Welcome to the latest edition of your pseudo-monthly JMP update!

In case it’s been a while since you checked out JMP, here’s a refresher: JMP lets you send and receive text and picture messages (and calls) through a real phone number right from your computer, tablet, phone, or anything else that has a Jabber client.  Among other things, JMP has these features: Your phone number on every device; Multiple phone numbers, one app; Free as in Freedom; Share one number with multiple people.

It has been a while since we got a newsletter out, and lots has been happening as we race towards our launch.

For those who have experienced the issue with Google Voice participants not showing up properly in our MMS group texting stack, we have a new stack in testing right now.  Let support know if you want to try it out, it has been working well so far for those already using it.

If you check your account settings for the “refer a friend” option you will now see two kinds of referral code.  The list of one-time use codes remains the same as always: a free month for your friend, and a free month’s worth of credit for you if they start paying.  The new code up in the top is multi-use and you can post and share it as much as you like.  It provides credit equivalent to an additional month to anyone who uses it on sign up after their initial $15 deposit as normal, and then a free month’s worth of credit for you after that payment fully clears.

We mentioned before that much of the team will be present at FOSSY, and we can now reveal why: there will be a conference track dedicated to XMPP, which we are helping to facilitate!  Call for proposals ends May 14th.
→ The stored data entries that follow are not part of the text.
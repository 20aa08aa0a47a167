use std::collections::HashMap;
use std::time::Instant;

use super::frame_report::{FrameOutcome, FrameReport};

/// Observer for session events, separate from the `log` facade so hosts
/// can collect per-frame statistics without scraping log lines.
pub trait SessionLogger: Send {
    /// Called once per Frame Loop pass that produced a report.
    fn frame(&mut self, report: &FrameReport);

    /// Record how long a named stage took for one frame.
    fn timing(&mut self, stage: &str, duration_ms: f64);

    /// Record a point-in-time metric (e.g. detections drawn).
    fn metric(&mut self, name: &str, value: f64);

    /// Lifecycle message.
    fn info(&mut self, message: &str);

    /// End-of-session summary. Default: no-op.
    fn summary(&self) {}
}

/// Discards everything. Used by the desktop app and tests.
pub struct NullSessionLogger;

impl SessionLogger for NullSessionLogger {
    fn frame(&mut self, _report: &FrameReport) {}
    fn timing(&mut self, _stage: &str, _duration_ms: f64) {}
    fn metric(&mut self, _name: &str, _value: f64) {}
    fn info(&mut self, _message: &str) {}
}

/// Collects per-stage timings and metrics and prints a progress line every
/// `throttle_frames` frames plus a summary at the end.
pub struct StdoutSessionLogger {
    throttle_frames: usize,
    timings: HashMap<String, Vec<f64>>,
    metrics: HashMap<String, Vec<f64>>,
    start_time: Instant,
    frames: usize,
    failed_frames: usize,
    messages: Vec<String>,
}

impl StdoutSessionLogger {
    pub fn new(throttle_frames: usize) -> Self {
        Self {
            throttle_frames: throttle_frames.max(1),
            timings: HashMap::new(),
            metrics: HashMap::new(),
            start_time: Instant::now(),
            frames: 0,
            failed_frames: 0,
            messages: Vec::new(),
        }
    }

    pub fn frames(&self) -> usize {
        self.frames
    }

    /// Formatted summary, or `None` if no frame was ever processed.
    pub fn summary_string(&self) -> Option<String> {
        if self.frames == 0 && self.timings.is_empty() {
            return None;
        }

        let elapsed_ms = self.start_time.elapsed().as_secs_f64() * 1000.0;
        let mut lines = vec![format!(
            "Session summary ({} frames, {} failed, {:.1}s total):",
            self.frames,
            self.failed_frames,
            elapsed_ms / 1000.0
        )];

        let mut stages: Vec<_> = self.timings.keys().collect();
        stages.sort();
        for stage in stages {
            let durations = &self.timings[stage];
            let total_ms: f64 = durations.iter().sum();
            let avg_ms = mean(durations);
            let pct = if elapsed_ms > 0.0 {
                total_ms / elapsed_ms * 100.0
            } else {
                0.0
            };
            lines.push(format!(
                "  {stage:12}: avg {avg_ms:6.1}ms  total {total_ms:7.0}ms  ({pct:4.1}%)"
            ));
        }

        let mut names: Vec<_> = self.metrics.keys().collect();
        names.sort();
        for name in names {
            lines.push(format!("  {name}: avg {:.1}", mean(&self.metrics[name])));
        }

        if self.frames > 0 && elapsed_ms > 0.0 {
            let fps = self.frames as f64 / (elapsed_ms / 1000.0);
            lines.push(format!("  Throughput: {fps:.1} fps"));
        }

        Some(lines.join("\n"))
    }

    pub fn timings_for(&self, stage: &str) -> Option<&[f64]> {
        self.timings.get(stage).map(|v| v.as_slice())
    }

    pub fn metrics_for(&self, name: &str) -> Option<&[f64]> {
        self.metrics.get(name).map(|v| v.as_slice())
    }
}

impl Default for StdoutSessionLogger {
    fn default() -> Self {
        Self::new(60)
    }
}

impl SessionLogger for StdoutSessionLogger {
    fn frame(&mut self, report: &FrameReport) {
        self.frames += 1;
        if !matches!(report.outcome, FrameOutcome::Rendered(_)) {
            self.failed_frames += 1;
        }
        self.metric("detections", report.drawn() as f64);
        self.metric("skipped", report.skipped() as f64);

        if self.frames % self.throttle_frames == 0 {
            let (w, h) = report.canvas_size;
            log::info!(
                "Frame {} at {:.0}ms ({w}x{h}): {} drawn, {} skipped, inference {:.1}ms",
                report.frame_index,
                report.timestamp_ms,
                report.drawn(),
                report.skipped(),
                report.inference_ms
            );
        }
    }

    fn timing(&mut self, stage: &str, duration_ms: f64) {
        self.timings
            .entry(stage.to_string())
            .or_default()
            .push(duration_ms);
    }

    fn metric(&mut self, name: &str, value: f64) {
        self.metrics
            .entry(name.to_string())
            .or_default()
            .push(value);
    }

    fn info(&mut self, message: &str) {
        self.messages.push(message.to_string());
        log::info!("{message}");
    }

    fn summary(&self) {
        if let Some(text) = self.summary_string() {
            log::info!("\n\n{text}");
        }
    }
}

fn mean(values: &[f64]) -> f64 {
    if values.is_empty() {
        0.0
    } else {
        values.iter().sum::<f64>() / values.len() as f64
    }
}

#[cfg(test)]
mod tests {
    use super::*;
    use crate::render::domain::detection_renderer::{DrawnDetection, RenderSummary};
    use crate::detection::domain::bounding_box::BoundingBox;
    use approx::assert_relative_eq;

    fn report(drawn: usize) -> FrameReport {
        FrameReport {
            frame_index: 0,
            timestamp_ms: 16.0,
            canvas_size: (640, 480),
            outcome: FrameOutcome::Rendered(RenderSummary {
                drawn: (0..drawn)
                    .map(|_| DrawnDetection {
                        bounding_box: BoundingBox::new(0, 0, 1, 1),
                        label: "cup (90%)".into(),
                    })
                    .collect(),
                skipped: Vec::new(),
            }),
            inference_ms: 12.0,
            render_ms: 1.0,
        }
    }

    #[test]
    fn test_null_logger_all_methods_are_noop() {
        let mut logger = NullSessionLogger;
        logger.frame(&report(1));
        logger.timing("inference", 5.0);
        logger.metric("detections", 3.0);
        logger.info("hello");
        logger.summary();
    }

    #[test]
    fn test_frame_records_detection_metrics() {
        let mut logger = StdoutSessionLogger::new(10);
        logger.frame(&report(2));
        logger.frame(&report(4));

        assert_eq!(logger.frames(), 2);
        let values = logger.metrics_for("detections").unwrap();
        assert_relative_eq!(mean(values), 3.0);
    }

    #[test]
    fn test_failed_frames_counted() {
        let mut logger = StdoutSessionLogger::new(10);
        let mut failed = report(0);
        failed.outcome = FrameOutcome::InferenceFailed("boom".into());
        logger.frame(&failed);
        logger.frame(&report(1));

        let summary = logger.summary_string().unwrap();
        assert!(summary.contains("2 frames, 1 failed"));
    }

    #[test]
    fn test_timing_records_values() {
        let mut logger = StdoutSessionLogger::new(10);
        logger.timing("inference", 20.0);
        logger.timing("inference", 30.0);
        logger.timing("render", 5.0);

        assert_eq!(logger.timings_for("inference").unwrap(), &[20.0, 30.0]);
        assert_eq!(logger.timings_for("render").unwrap().len(), 1);
    }

    #[test]
    fn test_summary_includes_stages_and_fps() {
        let mut logger = StdoutSessionLogger::new(10);
        logger.frame(&report(1));
        logger.timing("inference", 10.0);

        let summary = logger.summary_string().unwrap();
        assert!(summary.contains("Session summary"));
        assert!(summary.contains("inference"));
        assert!(summary.contains("detections"));
        assert!(summary.contains("fps"));
    }

    #[test]
    fn test_empty_summary_returns_none() {
        assert!(StdoutSessionLogger::new(10).summary_string().is_none());
    }

    #[test]
    fn test_info_stores_messages() {
        let mut logger = StdoutSessionLogger::new(10);
        logger.info("camera ready");
        assert_eq!(logger.messages, vec!["camera ready".to_string()]);
    }

    #[test]
    fn test_throttle_never_zero() {
        let logger = StdoutSessionLogger::new(0);
        assert_eq!(logger.throttle_frames, 1);
    }
}
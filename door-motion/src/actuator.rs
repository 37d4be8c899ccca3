use crate::command::NavigationCommand;
use crate::error::{Error, Result};
use crate::protocol::Directive;
use crate::transport::Transport;
use log::{debug, error, info, warn};
use std::thread;
use std::time::Duration;

/// How long to wait after a directive before the next frame is decided.
#[derive(Debug, Clone, Copy, PartialEq, Eq, Hash)]
pub enum Settle {
    Standard,
    /// After the lag-compensating turn made when a door is first aligned.
    Correction,
}

#[derive(Debug, Clone, Copy, PartialEq, Eq)]
pub struct MotionTiming {
    pub settle: Duration,
    pub correction_settle: Duration,
    pub start_delay: Duration,
    pub control_delay: Duration,
    pub stop_delay: Duration,
}

impl Default for MotionTiming {
    fn default() -> Self {
        Self {
            settle: Duration::from_secs(1),
            correction_settle: Duration::from_secs(2),
            start_delay: Duration::from_secs(1),
            control_delay: Duration::from_secs(2),
            stop_delay: Duration::from_millis(200),
        }
    }
}

impl MotionTiming {
    /// No waits at all; for driving the actuator against a mock link.
    pub fn immediate() -> Self {
        Self {
            settle: Duration::ZERO,
            correction_settle: Duration::ZERO,
            start_delay: Duration::ZERO,
            control_delay: Duration::ZERO,
            stop_delay: Duration::ZERO,
        }
    }

    pub fn settle_for(&self, settle: Settle) -> Duration {
        match settle {
            Settle::Standard => self.settle,
            Settle::Correction => self.correction_settle,
        }
    }
}

/// Executes navigation commands on the robot base. Every call blocks until the motion
/// has had time to complete.
pub trait MotionActuator {
    /// Puts the base under external control.
    fn wake(&mut self) -> Result<()>;

    /// Issues one directive for `command`, then waits out the settle delay.
    fn execute(&mut self, command: NavigationCommand, settle: Settle) -> Result<()>;

    /// Stops both drive wheels if the link is still usable. Idempotent.
    fn shutdown(&mut self) -> Result<()>;
}

impl<T: MotionActuator + ?Sized> MotionActuator for Box<T> {
    fn wake(&mut self) -> Result<()> {
        (**self).wake()
    }

    fn execute(&mut self, command: NavigationCommand, settle: Settle) -> Result<()> {
        (**self).execute(command, settle)
    }

    fn shutdown(&mut self) -> Result<()> {
        (**self).shutdown()
    }
}

pub struct RoombaActuator<T: Transport> {
    transport: T,
    timing: MotionTiming,
    link_open: bool,
}

impl<T: Transport> RoombaActuator<T> {
    pub fn new(transport: T, timing: MotionTiming) -> Self {
        Self {
            transport,
            timing,
            link_open: true,
        }
    }

    pub fn is_link_open(&self) -> bool {
        self.link_open
    }

    /// Writes one directive. Any failure closes the link for good.
    fn send(&mut self, directive: Directive) -> Result<()> {
        if !self.link_open {
            return Err(Error::LinkClosed);
        }

        let bytes = directive.encode();
        let written = self
            .transport
            .write(&bytes)
            .and_then(|written| self.transport.flush().map(|_| written));

        match written {
            Ok(written) if written == bytes.len() => {
                debug!("Sent {directive:?}: {bytes:02X?}");
                Ok(())
            }
            Ok(written) => {
                self.link_open = false;
                Err(Error::ShortWrite {
                    written,
                    expected: bytes.len(),
                })
            }
            Err(e) => {
                self.link_open = false;
                error!("Motor link failed while sending {directive:?}: {e}");
                Err(e)
            }
        }
    }
}

impl<T: Transport> MotionActuator for RoombaActuator<T> {
    fn wake(&mut self) -> Result<()> {
        self.send(Directive::Start)?;
        thread::sleep(self.timing.start_delay);
        self.send(Directive::Control)?;
        thread::sleep(self.timing.control_delay);
        info!("Robot base under external control");
        Ok(())
    }

    fn execute(&mut self, command: NavigationCommand, settle: Settle) -> Result<()> {
        self.send(Directive::from(command))?;
        thread::sleep(self.timing.settle_for(settle));
        Ok(())
    }

    fn shutdown(&mut self) -> Result<()> {
        if !self.link_open {
            return Ok(());
        }

        self.send(Directive::Stop)?;
        thread::sleep(self.timing.stop_delay);
        self.link_open = false;
        info!("Robot base stopped, motor link closed");
        Ok(())
    }
}

impl<T: Transport> Drop for RoombaActuator<T> {
    fn drop(&mut self) {
        if self.link_open {
            warn!("Motor link dropped while open, sending stop");
            if let Err(e) = self.shutdown() {
                error!("Failed to stop robot base: {e}");
            }
        }
    }
}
Sign up and come out this summer!

Quicksy Logo For quite some time now, customers have been asked while registering if they would like to enable others who know their phone number to discover their Jabber ID, to enable upgrading to end-to-end encryption, video calls, etc.  The first version of this feature is now live, and users of at least Cheogram Android and Movim can check the contact details of anyone they exchange SMS with to see if a Jabber ID is listed.  We are happy to announce that we have also partnered with Quicksy to allow discovery of anyone registered for their app or directory as well.

Tapbacks Jabber-side reactions are now translated where possible into the tapback pseudo-syntax recognized by many Android and iMessage users so that your reactions will appear in a native way to those users.  In Cheogram Android you can swipe to reply to a message and enter a single emoji as the reply to send a reaction/tapback.

Cheogram Android There have been two Cheogram Android releases since our last newsletter, with a third coming out today.  You no longer need to add a contact to send a message or initiate a call.  The app has seen the addition of moderation features for channel administrators, as well as respecting these moderation actions on display.  For offensive media arriving from other sources, in avatars, or just not moderated quickly enough, users also have the ability to permanently block any media they see from their device.

Cheogram Android has seen some new sticker-related features including default sticker packs and the ability to import any sticker pack made for signal (browse to find more sticker packs, just tap “add to signal” to add them to Cheogram Android).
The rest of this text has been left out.